How the surgery is done
There are number of different ways to actually do the surgery ie the approach. Currently there are three main groups, in layman’s terms – from the back (posterior approach); from the side (anterolateral or Hardinge’s approach); or from the front (many different variations on “anterior”).
Why so many different ways? It reflects the surgeon’s own philosophy. Traditionally it has been thought a Harding approach offers more stability at the cost of function; the posterior approach was the opposite. Current research would suggest that if the approach is well done by an experienced surgeon, the results, for both stability (risk of dislocation) and function, are basically the same for both of these approaches.

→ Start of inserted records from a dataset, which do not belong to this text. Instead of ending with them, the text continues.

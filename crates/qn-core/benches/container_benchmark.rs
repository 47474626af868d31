use criterion::{BenchmarkId, Criterion, criterion_group, criterion_main};
use qn_core::{Axis, BinnedContainer, QVector, Statistic};
use std::hint::black_box;

fn make_container(n: usize) -> BinnedContainer<Statistic> {
    let axes = vec![
        Axis::uniform("centrality", n, 0.0, 100.0).unwrap(),
        Axis::uniform("pt", n, 0.0, 5.0).unwrap(),
        Axis::discrete("component", 4).unwrap(),
    ];
    BinnedContainer::from_fn(axes, |i| {
        let mut s = Statistic::default();
        s.fill(i as f64);
        s
    })
    .unwrap()
}

fn bench_find_bin(c: &mut Criterion) {
    let mut group = c.benchmark_group("container_find_bin");

    for n in [10usize, 100, 1000] {
        let cont = make_container(n);
        group.bench_with_input(BenchmarkId::new("find_bin", n), &n, |b, _| {
            b.iter(|| {
                let mut acc = 0usize;
                for k in 0..256 {
                    let x = (k as f64) * 0.39;
                    if let Some(i) = cont.find_bin(black_box(&[x, x * 0.019, 1.0])) {
                        acc += i;
                    }
                }
                black_box(acc)
            })
        });
    }

    group.finish();
}

fn bench_project(c: &mut Criterion) {
    let mut group = c.benchmark_group("container_project");

    for n in [10usize, 50, 100] {
        let cont = make_container(n);
        group.bench_with_input(BenchmarkId::new("project_centrality", n), &n, |b, _| {
            b.iter(|| {
                let p = cont
                    .project(&["centrality"], Statistic::default(), |a, b| {
                        let mut s = *a;
                        s.merge(b);
                        s
                    })
                    .unwrap();
                black_box(p.len())
            })
        });
    }

    group.finish();
}

fn bench_qvector(c: &mut Criterion) {
    c.bench_function("qvector_add_particle_1000", |b| {
        b.iter(|| {
            let mut q = QVector::new(&[1, 2, 3, 4]).unwrap();
            for k in 0..1000 {
                q.add_particle(black_box(k as f64 * 0.0063), 1.0);
            }
            black_box(q.x(2))
        })
    });
}

criterion_group!(benches, bench_find_bin, bench_project, bench_qvector);
criterion_main!(benches);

The anterior approach is very different. This traditionally has not been used for hip replacements for a number of reasons. The proponents will tell you that it is much gentler on the muscles, and enables you to get back to work much more quickly. Is this a good thing? Personally, I would say no. Your hip replacement is a long-term investment you are making in your health – and no matter how “muscle-sparing” the approach claims to be, your muscles need a good period of time to recover before you get back to “normal”. It also has around a 100-case learning curve . . . which means the first 100 cases are not going to be crash hot. I have revised a number of these types of hip replacements, and mostly the errors are beginners mistakes that have occurred because the surgeon can’t see what they need to do, to put the components in correctly.
Recovery from Hip Replacement Surgery
Hip replacement may be performed using general anaesthetic (put to sleep), regional anaesthetic (epidural or spinal nerve blocks), or a combination of these techniques. Your anaesthetist will make recommendations about which technique best suits you.
You can place your whole body weight onto the hip and walk with assistance immediately after surgery. Hospital stay is usually 2-4 days. Crutches may be used for comfort a few weeks after the procedure and can be discarded when you are confident. Some people like to use a single crutch for a few weeks longer. Depending on your occupation, you will require 2-6 weeks off work. You are unable to drive for 4 weeks but can be driven as a passenger. If you are a commercial driver or drive as part of your job, you may require a safety assessment by an occupational therapist prior to recommencing work.
Hip replacement surgery is very safe, and serious complications are uncommon. Serious wound infection occurs in less than 1% and dislocation in approximately 2% of patients treated with hip replacement. Clots can form in the veins of the leg (deep venous thrombosis 'DVT'), which on rare occasions may dislodge and travel to the lungs causing breathing difficulty. Many patients with hip arthritis have a short leg on the effected side, which is corrected during surgery. Occasionally it is not possible to make the leg lengths equal (within 5mm), and the operated leg is made longer or shorter.